Teachers ask for solutions to learning needs using learning objectives that vary widely, and content creators offer products that address objectives that are defined in many different ways. This makes it very difficult for teachers to navigate the complex and growing marketplace to find exactly what they need. And it is very challenging for content creators to define and design targeted at specific needs.
The Learning Accelerator and OpenEd have partnered to create a list of specific learning objectives for K-5 mathematics. These objectives are structured to enable competency-based learning. They also cover all of the content in the Common Core standards for math for these grades.
Our goal is to make these available for free for every teacher in the country. We hope this will be helpful for teachers and serve as a starting point for them to implement competency-based learning in the months and years ahead. And even if teachers don't move in this direction, we hope this list can save teachers many hours of work creating the objectives.
The objectives are in the Excel spreadsheets and XML files in this repository. They are grouped by topic area (e.g., addition, fractions, etc.). You can click on the little "+" signs on the left to open and close the sections. For most of the objectives we have added a reference to the Common Core standard the objective aligns with, you can see this on the right
Check out the XLS spreadsheet and load it in your Excel compatible spreadsheet app.
git checkout MathLearningObjectives.xls or GeometryMO.xls
Currently checkins are approved by Brandon Dorman and Scott Ellis. We welcome contributions from the wider education community.
To give feedback post comments here. Or fork this repository, check out MathLearningObjectives.xml and load into Excel. Make your changes. Save As MathLearningObjectives.xml. Then issue a pull request to us. By using the XML version GitHub (well really git) will be able to merge your proposed changes with the master copy. That is multiple contributors can make changes to different parts of the spreadsheet.
We will be expanding this effort to cover Middle School and High School Math and K-12 English Language Arts.

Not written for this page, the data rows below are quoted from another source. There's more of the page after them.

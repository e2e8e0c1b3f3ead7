use optilock::{ConditionBuilder, LockError, NAME_PLACEHOLDER, VALUE_PLACEHOLDER, VersionStore};
use optilock_model::Entity;
use optilock_store::{Condition, ConditionError};
use optilock_types::{Attributes, FieldHandle, Version};
use pretty_assertions::assert_eq;
use serde_json::json;

fn attrs(value: serde_json::Value) -> Attributes {
    value.as_object().cloned().unwrap()
}

// ── VersionStore ─────────────────────────────────────────────────

#[test]
fn unset_version_reads_as_zero() {
    let versions = VersionStore::new(FieldHandle::new());
    let entity = Entity::default();
    assert_eq!(versions.get(&entity), None);
    assert_eq!(versions.current(&entity), Version::ZERO);
}

#[test]
fn stamp_bumps_and_returns_next() {
    let versions = VersionStore::new(FieldHandle::new());
    let mut entity = Entity::default();
    assert_eq!(versions.stamp(&mut entity).unwrap(), Version::new(1));
    assert_eq!(versions.stamp(&mut entity).unwrap(), Version::new(2));
    assert_eq!(versions.get(&entity), Some(Version::new(2)));
}

#[test]
fn set_overrides_without_validation() {
    let versions = VersionStore::new(FieldHandle::new());
    let mut entity = Entity::default();
    versions.set(&mut entity, Version::new(10));
    versions.set(&mut entity, Version::new(3));
    assert_eq!(versions.stamp(&mut entity).unwrap(), Version::new(4));
}

#[test]
fn stamp_at_max_leaves_entity_unchanged() {
    let versions = VersionStore::new(FieldHandle::new());
    let mut entity = Entity::default();
    versions.set(&mut entity, Version::new(u64::MAX));
    let err = versions.stamp(&mut entity).unwrap_err();
    assert!(matches!(err, LockError::VersionOverflow(v) if v == Version::new(u64::MAX)));
    assert_eq!(versions.get(&entity), Some(Version::new(u64::MAX)));
}

#[test]
fn stores_with_different_fields_do_not_share() {
    let a = VersionStore::new(FieldHandle::new());
    let b = VersionStore::new(FieldHandle::new());
    let mut entity = Entity::default();
    a.set(&mut entity, Version::new(5));
    assert_eq!(b.get(&entity), None);
    assert!(entity.attributes().is_empty());
}

// ── ConditionBuilder ─────────────────────────────────────────────

#[test]
fn version_condition_renders() {
    let builder = ConditionBuilder::new("__version");
    let condition = builder.version_condition(Version::new(3), None);
    assert_eq!(
        condition.to_string(),
        "attribute_not_exists(#optimisticlockingversion) OR #optimisticlockingversion < :optimisticlockingversion"
    );
    assert_eq!(condition.names()[NAME_PLACEHOLDER], "__version");
    assert_eq!(condition.values()[VALUE_PLACEHOLDER], json!(3));
}

#[test]
fn merge_ands_caller_condition_first() {
    let builder = ConditionBuilder::new("__version");
    let merged = builder
        .merge(Some(Condition::equals("author", "x")), Version::new(1))
        .unwrap();
    assert_eq!(
        merged.to_string(),
        "(#author = :author) AND (attribute_not_exists(#optimisticlockingversion) OR #optimisticlockingversion < :optimisticlockingversion)"
    );
    assert_eq!(merged.names().len(), 2);
    assert_eq!(merged.values().len(), 2);
}

#[test]
fn merge_without_caller_is_version_condition() {
    let builder = ConditionBuilder::new("__version");
    let merged = builder.merge(None, Version::new(1)).unwrap();
    assert_eq!(merged, builder.version_condition(Version::new(1), None));
}

#[test]
fn placeholders_skip_names_taken_by_caller() {
    let builder = ConditionBuilder::new("__version");
    let caller = Condition::attribute_exists("title")
        .with_name(NAME_PLACEHOLDER, "title")
        .with_name(format!("{NAME_PLACEHOLDER}1"), "title");
    let (name, value) = builder.placeholders(Some(&caller));
    assert_eq!(name, "#optimisticlockingversion2");
    assert_eq!(value, ":optimisticlockingversion2");

    let merged = builder.merge(Some(caller), Version::new(1)).unwrap();
    assert_eq!(merged.names()["#optimisticlockingversion2"], "__version");
    assert_eq!(merged.names()[NAME_PLACEHOLDER], "title");
}

#[test]
fn placeholders_skip_values_taken_by_caller() {
    let builder = ConditionBuilder::new("__version");
    let caller = Condition::attribute_exists("title").with_value(VALUE_PLACEHOLDER, 1);
    let (name, value) = builder.placeholders(Some(&caller));
    assert_eq!(name, "#optimisticlockingversion1");
    assert_eq!(value, ":optimisticlockingversion1");
}

#[test]
fn merged_condition_admits_only_older_versions() {
    let builder = ConditionBuilder::new("__version");
    let condition = builder.version_condition(Version::new(3), None);

    assert!(condition.evaluate(None).unwrap());
    assert!(condition.evaluate(Some(&attrs(json!({"author": "a"})))).unwrap());
    assert!(condition.evaluate(Some(&attrs(json!({"__version": 2})))).unwrap());
    assert!(!condition.evaluate(Some(&attrs(json!({"__version": 3})))).unwrap());
    assert!(!condition.evaluate(Some(&attrs(json!({"__version": 4})))).unwrap());
}

#[test]
fn stamp_item_writes_attribute() {
    let builder = ConditionBuilder::new("rev");
    let mut item = attrs(json!({"author": "a"}));
    builder.stamp_item(&mut item, Version::new(9));
    assert_eq!(item, attrs(json!({"author": "a", "rev": 9})));
}

#[test]
fn caller_collision_with_plain_condition_is_reported() {
    let left = Condition::equals("author", "x");
    let right = Condition::equals("author", "y");
    assert_eq!(
        left.and(right).unwrap_err(),
        ConditionError::PlaceholderCollision(":author".to_string())
    );
}
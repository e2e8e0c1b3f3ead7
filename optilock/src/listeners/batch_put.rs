use super::LockContext;
use crate::error::LockError;
use async_trait::async_trait;
use optilock_store::{
    Actions, Hook, HookEvent, HookOutcome, ModelError, Payload, VersionContext,
};
use std::sync::Arc;
use tracing::{debug, warn};

/// Rejects batch writes, or stamps each entity when they are allowed.
pub(crate) struct StampBatch {
    context: Arc<LockContext>,
}

impl StampBatch {
    pub fn new(context: Arc<LockContext>) -> Self {
        Self { context }
    }
}

#[async_trait]
impl Hook for StampBatch {
    async fn handle(&self, event: HookEvent<'_>, actions: &mut Actions) -> HookOutcome {
        let Payload::BatchPutCalled { entities, options } = event.payload else {
            return HookOutcome::Continue;
        };
        if !self.context.config.allow_unsupported_batch {
            return HookOutcome::Reject(ModelError::hook(LockError::BatchUnsupported));
        }
        // Every entity must have a successor before any of them is bumped.
        let versions = match entities
            .iter()
            .map(|entity| self.context.versions.next(entity))
            .collect::<Result<Vec<_>, _>>()
        {
            Ok(versions) => versions,
            Err(err) => {
                warn!(model = %event.model.name(), error = %err, "Batch put rejected before any request");
                return HookOutcome::Reject(ModelError::hook(err));
            }
        };
        for (entity, version) in entities.iter_mut().zip(&versions) {
            self.context.versions.set(entity, *version);
        }
        debug!(model = %event.model.name(), ?versions, "model:batchPut|called");

        let mut options = options.clone();
        options.version = Some(VersionContext::Batch(versions));
        actions.update_options(options);
        HookOutcome::Continue
    }
}

/// Writes the stamped versions onto the outgoing items, by position.
pub(crate) struct AttachBatchVersions {
    context: Arc<LockContext>,
}

impl AttachBatchVersions {
    pub fn new(context: Arc<LockContext>) -> Self {
        Self { context }
    }
}

#[async_trait]
impl Hook for AttachBatchVersions {
    async fn handle(&self, event: HookEvent<'_>, actions: &mut Actions) -> HookOutcome {
        let Payload::BatchPutRequest { requests, options } = event.payload else {
            return HookOutcome::Continue;
        };
        let Some(VersionContext::Batch(versions)) = &options.version else {
            warn!(model = %event.model.name(), "Batch put reached request:pre without stamped versions");
            return HookOutcome::Reject(ModelError::hook(LockError::MissingVersionContext(
                "batchPut",
            )));
        };

        let mut items: Vec<_> = requests
            .iter()
            .flat_map(|request| request.items.iter().cloned())
            .collect();
        if items.len() != versions.len() {
            warn!(
                items = items.len(),
                versions = versions.len(),
                "Batch item count does not match stamped versions"
            );
            return HookOutcome::Reject(ModelError::hook(LockError::MissingVersionContext(
                "batchPut",
            )));
        }
        for (item, version) in items.iter_mut().zip(versions) {
            self.context.conditions.stamp_item(item, *version);
        }
        debug!(model = %event.model.name(), requests = requests.len(), "model:batchPut|request:pre");
        actions.update_items(items);
        HookOutcome::Continue
    }
}
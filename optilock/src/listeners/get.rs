use super::LockContext;
use async_trait::async_trait;
use optilock_store::{Actions, Hook, HookEvent, HookOutcome, Payload};
use std::sync::Arc;
use tracing::debug;

/// Logs the stored version of a fetched entity.
pub(crate) struct GetLogger {
    context: Arc<LockContext>,
}

impl GetLogger {
    pub fn new(context: Arc<LockContext>) -> Self {
        Self { context }
    }
}

#[async_trait]
impl Hook for GetLogger {
    async fn handle(&self, event: HookEvent<'_>, _actions: &mut Actions) -> HookOutcome {
        if let Payload::Get {
            key,
            data: Some(entity),
            ..
        } = event.payload
        {
            debug!(
                model = %event.model.name(),
                %key,
                version = ?self.context.versions.get(entity),
                "model:get|request:post"
            );
        }
        HookOutcome::Continue
    }
}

We will also be providing an open source API to allow querying the structure of these objectives. Keep an eye on the page for details.
- Why are you using GitHub for this? Why not just post it on a web page? While GitHub is primarily used by developers, this allows an easy way for many contributors to collaborate on this project, making it truly open.
- How is this different from the Common Core State Standards? As mentioned CCSS is in many areas too vague even at the standard leaf node to be useful. OLO breaks apart CCSS into more discrete learning goals for more targeted assessment and more precise resource search.
- Why are you really doing this? TLA wants to create clearer learning objectives to enable mastery-based learning. CCSS isn't quite specific enough (see above). OpenEd's specialty is standard-aligned resources. In some areas CCSS is not concrete enough to provide well aligned resources.